Shortly after appointing former Core AI executive Asha Sharma the new CEO of Xbox, Microsoft set about scrubbing away criticisms brandishing the word "Microslop" like a pitchfork, aimed squarely at the company's increasingly rabid investment into generative AI, by banning the word from its Copilot Discord server. Microslop, you see, is "inappropriate," an automatic filter response told users.
As Windows Latest first reported, this only redoubled the Microslop barrage, ultimately ending in the Copilot server being locked. At the time of writing, invites to the server are still paused.
The internet at large never forgets, and especially in the case of intrusive and obnoxious generative AI or AI assistants, it never forgives, either. Fold in the ever-reliable Streisand effect and Microsoft's ban met the Microslop backlash the way kerosene meets a small fire. The fire swiftly grew so large, fueled by Microslop variants like Micr0sl0p, that Microsoft packed up its stuff and went home. We're still waiting for the Discord to reopen.
Word of this failed Microslop containment quickly spread online, with users – among them, perhaps some exhausted Windows 11 users – all too eager to celebrate corporate missteps and pummel AI slop in one go. "Microslop execs when they realize the name is permanent now," reads one white-hot Reddit post.

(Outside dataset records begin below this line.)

mod common;

use common::{alphabet, line_keyboard, short_window, small_genetic};
use keyevolve::config::{FitnessConfig, GeneticConfig};
use keyevolve::error::KeyEvolveError;
use keyevolve::fitness::Evaluator;
use keyevolve::geometry::KeyboardGeometry;
use keyevolve::layouts::Layout;
use keyevolve::optimizer::{
    GenerationReport, GeneticOptimizer, NoProgress, OptimizationResult, ProgressCallback,
};
use std::sync::{Arc, Mutex};

#[derive(Default)]
struct Recorder {
    seen: Mutex<Vec<(usize, String, f64)>>,
}

impl ProgressCallback for Recorder {
    fn on_generation(&self, report: &GenerationReport<'_>) {
        self.seen.lock().unwrap().push((
            report.generation,
            report.best.layout.as_string(),
            report.best.fitness_or_zero(),
        ));
    }
}

impl ProgressCallback for &Recorder {
    fn on_generation(&self, report: &GenerationReport<'_>) {
        (**self).on_generation(report)
    }
}

fn optimizer(
    fitness: FitnessConfig,
    text: Option<&str>,
    genetic: GeneticConfig,
) -> (GeneticOptimizer, Arc<KeyboardGeometry>) {
    let evaluator = match text {
        Some(t) => Evaluator::with_text(fitness, t).unwrap(),
        None => Evaluator::new(fitness).unwrap(),
    };
    let keyboard = Arc::new(line_keyboard(26));
    let opt = GeneticOptimizer::new(Arc::new(evaluator), keyboard.clone(), genetic).unwrap();
    (opt, keyboard)
}

fn run_small(seed: u64) -> OptimizationResult {
    let genetic = GeneticConfig {
        num_threads: Some(1),
        ..small_genetic()
    };
    let (opt, _) = optimizer(short_window(), None, genetic);
    opt.run(Some(seed), NoProgress).unwrap()
}

#[test]
fn test_every_best_is_a_permutation() {
    let (opt, _) = optimizer(short_window(), None, small_genetic());
    let recorder = Recorder::default();
    let result = opt.run(Some(7), &recorder).unwrap();

    let reference = Layout::from_letters("ref", &alphabet());
    assert!(result.best.layout.is_permutation_of(&reference));
    assert!(result.best.is_evaluated());

    let seen = recorder.seen.lock().unwrap();
    assert_eq!(seen.len(), result.generations + 1);
    for (generation, layout, _) in seen.iter() {
        let l = Layout::from_letters("seen", layout);
        assert!(l.is_permutation_of(&reference), "gen {}: {}", generation, layout);
    }
}

#[test]
fn test_history_never_drops_with_elites() {
    let (opt, _) = optimizer(short_window(), None, small_genetic());
    let result = opt.run(Some(3), NoProgress).unwrap();

    assert_eq!(result.history.len(), result.generations + 1);
    for pair in result.history.windows(2) {
        assert!(pair[1] >= pair[0], "history dropped: {:?}", pair);
    }
    assert_eq!(
        result.best.fitness_or_zero(),
        *result.history.last().unwrap()
    );
}

#[test]
fn test_flat_landscape_stagnates() {
    // Repeating one character gives every layout identical raw scores.
    let genetic = GeneticConfig {
        max_generations: 1000,
        stagnation_limit: 3,
        ..small_genetic()
    };
    let (opt, _) = optimizer(FitnessConfig::default(), Some("aaaaaaaa"), genetic);
    let result = opt.run(Some(1), NoProgress).unwrap();

    assert!(result.stagnated);
    assert_eq!(result.generations, 3);
    assert_eq!(result.history.len(), 4);
}

#[test]
fn test_generation_limit_stops_run() {
    let genetic = GeneticConfig {
        max_generations: 4,
        ..small_genetic()
    };
    let (opt, _) = optimizer(short_window(), None, genetic);
    let result = opt.run(Some(5), NoProgress).unwrap();

    assert!(!result.stagnated);
    assert_eq!(result.generations, 4);
}

#[test]
fn test_same_seed_single_thread_reproduces() {
    let a = run_small(42);
    let b = run_small(42);
    assert_eq!(a.best.layout.as_string(), b.best.layout.as_string());
    assert_eq!(a.history, b.history);
}

#[test]
fn test_custom_seed_library() {
    let evaluator = Evaluator::with_text(FitnessConfig::default(), "abcabcfedhgbad").unwrap();
    let keyboard = Arc::new(line_keyboard(8));
    let seeds = vec![
        Layout::from_letters("one", "abcdefgh"),
        Layout::from_letters("two", "hgfedcba"),
    ];
    let opt = GeneticOptimizer::new(Arc::new(evaluator), keyboard, small_genetic())
        .unwrap()
        .with_seeds(seeds.clone())
        .unwrap();

    let result = opt.run(Some(9), NoProgress).unwrap();
    assert_eq!(result.best.layout.len(), 8);
    assert!(result.best.layout.is_permutation_of(&seeds[0]));
}

#[test]
fn test_bad_seed_libraries() {
    let make = || {
        let evaluator = Evaluator::new(short_window()).unwrap();
        GeneticOptimizer::new(
            Arc::new(evaluator),
            Arc::new(line_keyboard(26)),
            small_genetic(),
        )
        .unwrap()
    };

    assert!(matches!(
        make().with_seeds(vec![]),
        Err(KeyEvolveError::Config(_))
    ));
    assert!(matches!(
        make().with_seeds(vec![Layout::from_letters("dup", "aabc")]),
        Err(KeyEvolveError::Config(_))
    ));
    assert!(matches!(
        make().with_seeds(vec![
            Layout::from_letters("a", "abcd"),
            Layout::from_letters("b", "abce"),
        ]),
        Err(KeyEvolveError::Config(_))
    ));
}

#[test]
fn test_invalid_config_rejected_at_construction() {
    let evaluator = Evaluator::new(short_window()).unwrap();
    let genetic = GeneticConfig {
        population_size: 2,
        ..small_genetic()
    };
    let res = GeneticOptimizer::new(Arc::new(evaluator), Arc::new(line_keyboard(26)), genetic);
    assert!(matches!(res, Err(KeyEvolveError::Config(_))));
}
use super::individual::Individual;
use fastrand::Rng;

/// Draws `min(size, pool.len())` distinct contenders uniformly and returns
/// the fittest. Ties go to the contender drawn first.
pub fn tournament<'a>(pool: &'a [Individual], size: usize, rng: &mut Rng) -> &'a Individual {
    debug_assert!(!pool.is_empty());
    let n = pool.len();
    let k = size.clamp(1, n);

    // Partial Fisher-Yates: the first k entries are a uniform distinct sample
    let mut idx: Vec<usize> = (0..n).collect();
    for i in 0..k {
        let j = rng.usize(i..n);
        idx.swap(i, j);
    }

    let mut best = &pool[idx[0]];
    for &i in &idx[1..k] {
        if pool[i].fitness_or_zero() > best.fitness_or_zero() {
            best = &pool[i];
        }
    }
    best
}

/// Runs tournaments (with replacement across tournaments) until there are
/// enough parents to pair off `slots` children, rounded up to an even count.
pub fn select_parents<'a>(
    pool: &'a [Individual],
    tournament_size: usize,
    slots: usize,
    rng: &mut Rng,
) -> Vec<&'a Individual> {
    if pool.is_empty() {
        return Vec::new();
    }
    let count = slots + slots % 2;
    (0..count)
        .map(|_| tournament(pool, tournament_size, rng))
        .collect()
}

This isn't the first or even the second time Microsoft has very squarely taken aim at the slop reputation that sticks to gen AI like feathers on tar. In January, CEO Satya Nadella posted an honest-to-goodness blog defending gen AI and insisting that "we need to get beyond the arguments of slop." In the same post, he reasoned, in so many words, that we also need to find something useful to do with AI already.
Following Sharma's appointment, which one original Xbox co-founder thought to be a sign that the brand will be "sunsetted" amid Microsoft's AI push, newly appointed COO Matt Booty insisted there are "no directives on AI coming down" from on high.
Sharma herself stressed Xbox would not "chase short-term efficiency or flood our ecosystem with soulless AI slop."